(Saved entries)

▼

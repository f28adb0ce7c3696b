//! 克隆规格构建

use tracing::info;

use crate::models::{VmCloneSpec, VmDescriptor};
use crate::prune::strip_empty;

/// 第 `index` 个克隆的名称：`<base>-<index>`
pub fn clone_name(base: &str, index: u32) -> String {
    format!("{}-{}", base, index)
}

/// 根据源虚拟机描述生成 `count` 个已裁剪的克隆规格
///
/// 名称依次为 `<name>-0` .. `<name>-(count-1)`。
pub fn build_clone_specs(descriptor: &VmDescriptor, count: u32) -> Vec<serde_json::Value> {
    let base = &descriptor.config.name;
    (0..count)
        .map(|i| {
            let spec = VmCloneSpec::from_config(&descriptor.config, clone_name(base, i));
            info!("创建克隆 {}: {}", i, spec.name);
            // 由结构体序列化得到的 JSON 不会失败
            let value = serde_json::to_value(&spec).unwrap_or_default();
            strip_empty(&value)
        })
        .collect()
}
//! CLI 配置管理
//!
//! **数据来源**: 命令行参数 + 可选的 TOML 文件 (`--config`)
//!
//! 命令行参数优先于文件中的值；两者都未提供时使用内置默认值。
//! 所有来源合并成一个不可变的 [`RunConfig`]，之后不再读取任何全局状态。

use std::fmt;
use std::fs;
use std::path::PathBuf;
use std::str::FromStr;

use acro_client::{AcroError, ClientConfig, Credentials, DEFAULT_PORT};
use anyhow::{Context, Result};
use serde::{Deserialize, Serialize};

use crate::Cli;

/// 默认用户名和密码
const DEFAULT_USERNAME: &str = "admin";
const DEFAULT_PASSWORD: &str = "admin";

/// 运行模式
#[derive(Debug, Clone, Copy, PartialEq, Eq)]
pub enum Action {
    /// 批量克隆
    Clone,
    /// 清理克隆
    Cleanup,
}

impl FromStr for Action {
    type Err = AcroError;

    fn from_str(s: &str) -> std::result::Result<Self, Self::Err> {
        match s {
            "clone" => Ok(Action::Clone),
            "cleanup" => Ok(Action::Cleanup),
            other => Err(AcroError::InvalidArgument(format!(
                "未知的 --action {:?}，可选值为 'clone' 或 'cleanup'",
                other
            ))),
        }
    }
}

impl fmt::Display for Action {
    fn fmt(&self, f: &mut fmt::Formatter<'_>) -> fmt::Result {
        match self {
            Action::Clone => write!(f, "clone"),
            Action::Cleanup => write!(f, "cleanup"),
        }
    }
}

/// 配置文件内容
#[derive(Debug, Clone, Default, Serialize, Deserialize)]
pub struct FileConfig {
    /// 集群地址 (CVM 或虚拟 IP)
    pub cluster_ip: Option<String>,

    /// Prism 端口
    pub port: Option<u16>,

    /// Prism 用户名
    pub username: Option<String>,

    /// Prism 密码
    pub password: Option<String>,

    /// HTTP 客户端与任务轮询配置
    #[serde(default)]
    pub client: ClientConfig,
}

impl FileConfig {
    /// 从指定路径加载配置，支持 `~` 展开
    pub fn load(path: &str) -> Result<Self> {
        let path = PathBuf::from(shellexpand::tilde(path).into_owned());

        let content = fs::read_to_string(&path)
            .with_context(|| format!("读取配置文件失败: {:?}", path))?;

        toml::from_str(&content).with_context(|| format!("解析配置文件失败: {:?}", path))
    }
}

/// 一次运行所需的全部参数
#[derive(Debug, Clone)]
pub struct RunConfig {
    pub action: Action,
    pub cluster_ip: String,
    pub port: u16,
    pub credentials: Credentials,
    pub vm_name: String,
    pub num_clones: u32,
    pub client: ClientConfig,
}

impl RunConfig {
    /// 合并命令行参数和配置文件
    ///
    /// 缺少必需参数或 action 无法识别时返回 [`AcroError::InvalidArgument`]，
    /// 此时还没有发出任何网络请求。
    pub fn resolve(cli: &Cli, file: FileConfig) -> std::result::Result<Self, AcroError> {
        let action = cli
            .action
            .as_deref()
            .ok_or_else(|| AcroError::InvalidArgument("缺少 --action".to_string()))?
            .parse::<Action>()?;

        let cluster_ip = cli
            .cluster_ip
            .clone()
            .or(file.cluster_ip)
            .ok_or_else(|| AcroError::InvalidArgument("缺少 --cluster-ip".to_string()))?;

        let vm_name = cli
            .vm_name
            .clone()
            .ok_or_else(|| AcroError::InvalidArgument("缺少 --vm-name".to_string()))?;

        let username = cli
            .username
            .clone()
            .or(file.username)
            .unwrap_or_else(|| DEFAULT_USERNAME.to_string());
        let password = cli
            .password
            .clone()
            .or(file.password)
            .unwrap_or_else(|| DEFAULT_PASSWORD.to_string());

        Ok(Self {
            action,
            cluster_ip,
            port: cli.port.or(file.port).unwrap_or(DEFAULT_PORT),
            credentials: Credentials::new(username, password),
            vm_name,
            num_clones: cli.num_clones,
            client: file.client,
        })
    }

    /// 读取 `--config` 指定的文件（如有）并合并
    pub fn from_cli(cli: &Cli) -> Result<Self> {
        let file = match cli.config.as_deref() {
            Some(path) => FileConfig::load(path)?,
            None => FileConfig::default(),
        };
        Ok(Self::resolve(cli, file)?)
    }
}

▲

WHAT IS REQUIRED: Emit the records above again, exactly, with no line skipped.

SOLVED PROBLEM:
repository f28adb0ce7c3696b
//! 克隆规格构建

use tracing::info;

use crate::models::{VmCloneSpec, VmDescriptor};
use crate::prune::strip_empty;

/// 第 `index` 个克隆的名称：`<base>-<index>`
pub fn clone_name(base: &str, index: u32) -> String {
    format!("{}-{}", base, index)
}

/// 根据源虚拟机描述生成 `count` 个已裁剪的克隆规格
///
/// 名称依次为 `<name>-0` .. `<name>-(count-1)`。
pub fn build_clone_specs(descriptor: &VmDescriptor, count: u32) -> Vec<serde_json::Value> {
    let base = &descriptor.config.name;
    (0..count)
        .map(|i| {
            let spec = VmCloneSpec::from_config(&descriptor.config, clone_name(base, i));
            info!("创建克隆 {}: {}", i, spec.name);
            // 由结构体序列化得到的 JSON 不会失败
            let value = serde_json::to_value(&spec).unwrap_or_default();
            strip_empty(&value)
        })
        .collect()
}
//! CLI 配置管理
//!
//! **数据来源**: 命令行参数 + 可选的 TOML 文件 (`--config`)
//!
//! 命令行参数优先于文件中的值；两者都未提供时使用内置默认值。
//! 所有来源合并成一个不可变的 [`RunConfig`]，之后不再读取任何全局状态。

use std::fmt;
use std::fs;
use std::path::PathBuf;
use std::str::FromStr;

use acro_client::{AcroError, ClientConfig, Credentials, DEFAULT_PORT};
use anyhow::{Context, Result};
use serde::{Deserialize, Serialize};

use crate::Cli;

/// 默认用户名和密码
const DEFAULT_USERNAME: &str = "admin";
const DEFAULT_PASSWORD: &str = "admin";

/// 运行模式
#[derive(Debug, Clone, Copy, PartialEq, Eq)]
pub enum Action {
    /// 批量克隆
    Clone,
    /// 清理克隆
    Cleanup,
}

impl FromStr for Action {
    type Err = AcroError;

    fn from_str(s: &str) -> std::result::Result<Self, Self::Err> {
        match s {
            "clone" => Ok(Action::Clone),
            "cleanup" => Ok(Action::Cleanup),
            other => Err(AcroError::InvalidArgument(format!(
                "未知的 --action {:?}，可选值为 'clone' 或 'cleanup'",
                other
            ))),
        }
    }
}

impl fmt::Display for Action {
    fn fmt(&self, f: &mut fmt::Formatter<'_>) -> fmt::Result {
        match self {
            Action::Clone => write!(f, "clone"),
            Action::Cleanup => write!(f, "cleanup"),
        }
    }
}

/// 配置文件内容
#[derive(Debug, Clone, Default, Serialize, Deserialize)]
pub struct FileConfig {
    /// 集群地址 (CVM 或虚拟 IP)
    pub cluster_ip: Option<String>,

    /// Prism 端口
    pub port: Option<u16>,

    /// Prism 用户名
    pub username: Option<String>,

    /// Prism 密码
    pub password: Option<String>,

    /// HTTP 客户端与任务轮询配置
    #[serde(default)]
    pub client: ClientConfig,
}

impl FileConfig {
    /// 从指定路径加载配置，支持 `~` 展开
    pub fn load(path: &str) -> Result<Self> {
        let path = PathBuf::from(shellexpand::tilde(path).into_owned());

        let content = fs::read_to_string(&path)
            .with_context(|| format!("读取配置文件失败: {:?}", path))?;

        toml::from_str(&content).with_context(|| format!("解析配置文件失败: {:?}", path))
    }
}

/// 一次运行所需的全部参数
#[derive(Debug, Clone)]
pub struct RunConfig {
    pub action: Action,
    pub cluster_ip: String,
    pub port: u16,
    pub credentials: Credentials,
    pub vm_name: String,
    pub num_clones: u32,
    pub client: ClientConfig,
}

impl RunConfig {
    /// 合并命令行参数和配置文件
    ///
    /// 缺少必需参数或 action 无法识别时返回 [`AcroError::InvalidArgument`]，
    /// 此时还没有发出任何网络请求。
    pub fn resolve(cli: &Cli, file: FileConfig) -> std::result::Result<Self, AcroError> {
        let action = cli
            .action
            .as_deref()
            .ok_or_else(|| AcroError::InvalidArgument("缺少 --action".to_string()))?
            .parse::<Action>()?;

        let cluster_ip = cli
            .cluster_ip
            .clone()
            .or(file.cluster_ip)
            .ok_or_else(|| AcroError::InvalidArgument("缺少 --cluster-ip".to_string()))?;

        let vm_name = cli
            .vm_name
            .clone()
            .ok_or_else(|| AcroError::InvalidArgument("缺少 --vm-name".to_string()))?;

        let username = cli
            .username
            .clone()
            .or(file.username)
            .unwrap_or_else(|| DEFAULT_USERNAME.to_string());
        let password = cli
            .password
            .clone()
            .or(file.password)
            .unwrap_or_else(|| DEFAULT_PASSWORD.to_string());

        Ok(Self {
            action,
            cluster_ip,
            port: cli.port.or(file.port).unwrap_or(DEFAULT_PORT),
            credentials: Credentials::new(username, password),
            vm_name,
            num_clones: cli.num_clones,
            client: file.client,
        })
    }

    /// 读取 `--config` 指定的文件（如有）并合并
    pub fn from_cli(cli: &Cli) -> Result<Self> {
        let file = match cli.config.as_deref() {
            Some(path) => FileConfig::load(path)?,
            None => FileConfig::default(),
        };
        Ok(Self::resolve(cli, file)?)
    }
}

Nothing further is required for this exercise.